Experts call for gas pricing reform to ease shortage
Category: World Oil & Gas news | Posted on: 2-12-2009
Energy experts are calling for reforms to the country’s natural gas pricing regime in order to offset repeats of the shortages like those that left much of Chinain the cold this month.
Central and eastern provinces have faced the worst natural gas cuts in years since early November as the government diverted fuel to meet higher demand in the north.
Most experts say the shortages were a direct result of a surge in demand after unseasonally heavy snow hit northern China, but they also blame a rigid pricing regime.
Professor Zha Daojiong, of Peking University, said unexpected heavy snow overstretched gas providers, and the government should make regulations requiring producers to build spare capacity and gas reserves.
Natural gas consumption in north China surged 56 percent this month compared with the same period last year, according to China National Petroleum Corporation (CNPC), the country’s top oil and gas producer.
In Beijing, central heating systems were turned on 15 days earlier than normal due to the unusually cold weather.
Gas producers were encouraged to pump at maximum rates. Daily gas output of PetroChina, the country’s largest oil and gas producer, reached 182 million cubic meters from Nov. 1 to 20, up 22 percent over the same time last year, according to the National Development and Reform Commission.
Zhang Guobao, head of the National Administration of Energy, said Monday Chinese producers were capable of providing 17 billion cubic meters of natural gas, leaving a shortfall of more than 1 billion cubic meters.
Natural gas accounted for less than 4 percent of China’s total energy consumption, compared with the worldwide average of 24 percent, said Feng Fei, a researcher with the Development Research Center of the State Council.
However, China’s demand was set to increase rapidly as rising wages enabled people to improve their living standards and the government’s low-carbon development strategy entailed more factories shifting to natural gas, said Lin Boqiang, director of the China Center of Energy Economics Research at Xiamen University.
Feng said increasing the proportion of gas use in total energy consumption was crucial to realizing low-carbon development, as natural gas was a relatively clean energy.
However, if the growth was too fast, producers would find themselves unable to meet demand, said Lin.
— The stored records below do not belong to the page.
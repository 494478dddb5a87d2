//! A marks collection bound to its drawing cache and coordinate frame.

use super::{DrawingCache, Mark, MarkTag, Marks, Palette, PaletteColor};
use crate::environment::LayoutEnvironment;
use crate::space::OverlayFrame;
use crate::vector::Point3D;
use serde::Serialize;
use std::fmt;
use std::hash::Hash;

/// One mark as it should be drawn.
#[derive(Debug, Clone, PartialEq, Serialize)]
pub struct DrawnMark<K> {
    pub key: K,
    pub position: Point3D,
    pub diameter: f64,
    pub color: PaletteColor,
    pub tag: Option<MarkTag>,
}

/// Marks overlay state owned by one view.
#[derive(Debug, Clone)]
pub struct MarksOverlay<K> {
    marks: Marks<K>,
    cache: DrawingCache<K>,
    frame: OverlayFrame,
}

impl<K: Eq + Hash + Clone + fmt::Debug> MarksOverlay<K> {
    pub fn new(frame: OverlayFrame) -> Self {
        Self {
            marks: Marks::new(),
            cache: DrawingCache::new(),
            frame,
        }
    }

    /// Overlay drawn in the environment's coordinate space.
    pub fn from_environment(env: &LayoutEnvironment) -> Self {
        Self::new(OverlayFrame::new(env.coordinate_space.clone()))
    }

    /// Replace the palette. Clears any assigned colors.
    pub fn with_palette(mut self, palette: Palette) -> Self {
        self.cache = DrawingCache::with_palette(palette);
        self
    }

    pub fn marks(&self) -> &Marks<K> {
        &self.marks
    }

    pub fn marks_mut(&mut self) -> &mut Marks<K> {
        &mut self.marks
    }

    pub fn frame(&self) -> &OverlayFrame {
        &self.frame
    }

    pub fn set_frame(&mut self, frame: OverlayFrame) {
        self.frame = frame;
    }

    pub fn cache(&self) -> &DrawingCache<K> {
        &self.cache
    }

    /// Frame and marks together, for gesture handlers.
    pub fn split_mut(&mut self) -> (&OverlayFrame, &mut Marks<K>) {
        (&self.frame, &mut self.marks)
    }

    /// Run a render pass: sync the cache and list the marks back to front.
    pub fn render(&mut self) -> Vec<DrawnMark<K>> {
        self.cache.update(&self.marks);
        self.marks
            .sorted()
            .into_iter()
            .filter_map(|(key, mark)| {
                let color = self.cache.color(key)?;
                Some(drawn(key.clone(), mark, color))
            })
            .collect()
    }
}

fn drawn<K>(key: K, mark: &Mark, color: PaletteColor) -> DrawnMark<K> {
    DrawnMark {
        key,
        position: mark.position(),
        diameter: mark.diameter(),
        color,
        tag: mark.tag(),
    }
}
Experts attributed the unfeasibly rapid growth to the prices being too low, compared with foreign gas and other fuels such as oil.
Zhang Guobao said that as prices were low compared with oil and coal, it was inevitable that more people were shifting to natural gas.
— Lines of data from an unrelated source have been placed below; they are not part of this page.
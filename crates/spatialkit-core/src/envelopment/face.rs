//! Per-face geometry of an envelopment volume.
//!
//! Volume coordinates put the origin at the center of the volume, with x to
//! the right, y down and z toward the viewer. Every face's content frame has
//! its origin at the frame center and starts out facing +z.

use super::{Adaptation, Placement};
use crate::vector::{Axis3, Size3D, Vector3D};
use glam::{DMat4, DVec3};
use kurbo::Size;
use serde::{Deserialize, Serialize};

/// A rotation about one of the volume axes (right-handed, in degrees).
#[derive(Debug, Clone, Copy, PartialEq, Serialize, Deserialize)]
pub struct Rotation {
    pub angle_degrees: f64,
    pub axis: Axis3,
}

impl Rotation {
    pub fn new(angle_degrees: f64, axis: Axis3) -> Self {
        Self { angle_degrees, axis }
    }

    pub fn matrix(&self) -> DMat4 {
        let radians = self.angle_degrees.to_radians();
        match self.axis {
            Axis3::X => DMat4::from_rotation_x(radians),
            Axis3::Y => DMat4::from_rotation_y(radians),
            Axis3::Z => DMat4::from_rotation_z(radians),
        }
    }
}

/// Where and how one placement's content is drawn.
#[derive(Debug, Clone, Copy, PartialEq, Serialize, Deserialize)]
pub struct FaceGeometry {
    pub placement: Placement,
    /// Size of the content frame, in the face's own plane.
    pub frame: Size,
    /// Rotation applied to the content frame, if any.
    pub rotation: Option<Rotation>,
    /// Center of the face relative to the center of the volume.
    pub center: Vector3D,
    /// Whether the content is flipped horizontally.
    pub mirrored: bool,
}

impl FaceGeometry {
    /// Geometry of `placement` on a volume with depth.
    ///
    /// Every face except `FrontOutward` faces into the volume.
    pub fn volumetric(placement: Placement, size: Size3D) -> Self {
        let Size3D { width, height, depth } = size;
        let (frame, rotation, center) = match placement {
            Placement::Back => (
                Size::new(width, height),
                None,
                Vector3D::new(0.0, 0.0, -depth / 2.0),
            ),
            Placement::Front => (
                Size::new(width, height),
                Some(Rotation::new(180.0, Axis3::Y)),
                Vector3D::new(0.0, 0.0, depth / 2.0),
            ),
            Placement::FrontOutward => (
                Size::new(width, height),
                None,
                Vector3D::new(0.0, 0.0, depth / 2.0),
            ),
            Placement::Leading => (
                Size::new(depth, height),
                Some(Rotation::new(90.0, Axis3::Y)),
                Vector3D::new(-width / 2.0, 0.0, 0.0),
            ),
            Placement::Trailing => (
                Size::new(depth, height),
                Some(Rotation::new(-90.0, Axis3::Y)),
                Vector3D::new(width / 2.0, 0.0, 0.0),
            ),
            Placement::Top => (
                Size::new(width, depth),
                Some(Rotation::new(-90.0, Axis3::X)),
                Vector3D::new(0.0, -height / 2.0, 0.0),
            ),
            Placement::Bottom => (
                Size::new(width, depth),
                Some(Rotation::new(90.0, Axis3::X)),
                Vector3D::new(0.0, height / 2.0, 0.0),
            ),
        };
        Self {
            placement,
            frame,
            rotation,
            center,
            mirrored: false,
        }
    }

    /// Geometry of `placement` on a flat volume: unrotated, filling the
    /// whole width and height.
    pub fn flat(placement: Placement, size: Size3D) -> Self {
        Self {
            placement,
            frame: Size::new(size.width, size.height),
            rotation: None,
            center: Vector3D::ZERO,
            mirrored: placement.mirrored_when_flat(),
        }
    }

    /// Offset of the face center from the composite origin, which sits at
    /// the center of the back plane.
    pub fn origin_offset(&self, size: Size3D) -> Vector3D {
        self.center + Vector3D::new(0.0, 0.0, size.depth / 2.0)
    }

    /// Maps points in the content frame into volume coordinates.
    pub fn transform(&self) -> DMat4 {
        let mut transform = DMat4::from_translation(self.center.into());
        if let Some(rotation) = self.rotation {
            transform = transform * rotation.matrix();
        }
        if self.mirrored {
            transform = transform * DMat4::from_scale(DVec3::new(-1.0, 1.0, 1.0));
        }
        transform
    }

    /// Direction the content faces, in volume coordinates.
    pub fn normal(&self) -> DVec3 {
        self.transform().transform_vector3(DVec3::Z)
    }
}

/// Faces to draw for a volume of `size`, given which placements have
/// content.
///
/// With depth, every supplied placement gets its volumetric face, in
/// [`Placement::ALL`] order. Without depth, `adaptation` decides which of
/// them are drawn flat; side, top and bottom faces are dropped unless the
/// policy names one of them explicitly.
pub fn plan_faces(
    size: Size3D,
    adaptation: Adaptation,
    supplied: &[Placement],
) -> Vec<FaceGeometry> {
    let is_supplied = |placement: &Placement| supplied.contains(placement);
    let faces: Vec<FaceGeometry> = if size.has_depth() {
        Placement::ALL
            .into_iter()
            .filter(is_supplied)
            .map(|placement| FaceGeometry::volumetric(placement, size))
            .collect()
    } else {
        adaptation
            .visible_placements()
            .into_iter()
            .filter(is_supplied)
            .map(|placement| FaceGeometry::flat(placement, size))
            .collect()
    };
    for face in &faces {
        log::trace!(
            "{} face: frame {}x{}, center ({}, {}, {}), mirrored {}",
            face.placement,
            face.frame.width,
            face.frame.height,
            face.center.x,
            face.center.y,
            face.center.z,
            face.mirrored
        );
    }
    faces
}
Gas prices in China were only half of international crude oil prices while the prices in Japan, the EU and the United States were 80 to 90 percent, said Deng, a researcher with the Development Research Center of the State Council.
China adopted a rigid pricing regime and prices were perceived as lower than they should be. The country last raised gas prices in December 2005.
Price was determined by the government on the basis of production and distribution costs in addition to reasonable profits, said Deng.
Lin said the generally fixed and low prices failed to reflect the growing demand, thus fueling faster growth of gas use.
In the next 10 years, China’s demand was expected to rise 11 to 13 percent annually and the country would need 200 billion cubic meters in 2020, double the amount it would be able to produce, according to the Chinese Academy of Social Sciences.
According to U.S. Oil & Gas Journal, China’s verified natural gas deposits were just 1.28 percent of the world total, and 15th in size.
Lin and Deng said China should consider increasing imports to offset the domestic gas scarcity. Guangdong Province avoided the gas shortage that hit south China mainly because of the long-term gas import contract it signed with Australia in 2002.
However, great price gaps between domestic gas and imported gas discouraged more imports, especially by central and western provinces that were generally less well off, Lin said.
The average producer price of domestic natural gas was 0.93 yuan (13.6 U.S. cents) per cubic meter, while gas imported from central Asia cost 2 yuan per cubic meter before entering China, said Ma Xinhua, with CNPC.
As China prepared to sign more contracts with producers abroad, higher prices of imported gas would quicken pricing reforms, and the new pricing regime should close the gap to stimulate imports to avoid future shortages, said Deng.
In the meantime, closing the marked regional price gaps would also help to avoid severe gas shortages in some regions where gas prices were much lower than most regions, Deng said.
Experts want a more centralized pricing mechanism that takes into account changing seasonal demand, affordability, higher imported gas prices, and prices of other kinds of fuels.
Lin said pricing mechanism reform was long overdue and was expected to take place at the end of this year or the beginning of 2010.
However, some experts warned of possible soaring prices resulting from abrupt surges in demand and more expensive imported gas. Lin said the government could consider providing gas subsidies to residential users.
Deng and Lin both argued against calls for complete market determination of gas prices as the fuel was vital to the national economy and to maintaining living standards.
It was impossible for China to completely open up its natural gas sector, which meant letting prices fluctuate with international prices, because the government had to ensure stable and affordable gas for the people, Lin said.